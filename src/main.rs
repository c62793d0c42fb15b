use clap::Parser;
use colored::Colorize;

fn main() {
    let cli = gs::Cli::parse();
    gs::init_logging(cli.verbose);

    if let Err(err) = gs::run(cli) {
        // One line: engine output embedded in errors may span several.
        let message = format!("{err:#}");
        let message = message
            .lines()
            .map(str::trim)
            .filter(|l| !l.is_empty())
            .collect::<Vec<_>>()
            .join("; ");
        eprintln!("{} {message}", "error:".red().bold());
        std::process::exit(1);
    }
}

####################

● **Exercise directions**: The string "message" marks the lines to copy; report each of them from the data above.

● **Solution**:
        let message = format!("{err:#}");
        let message = message
        eprintln!("{} {message}", "error:".red().bold());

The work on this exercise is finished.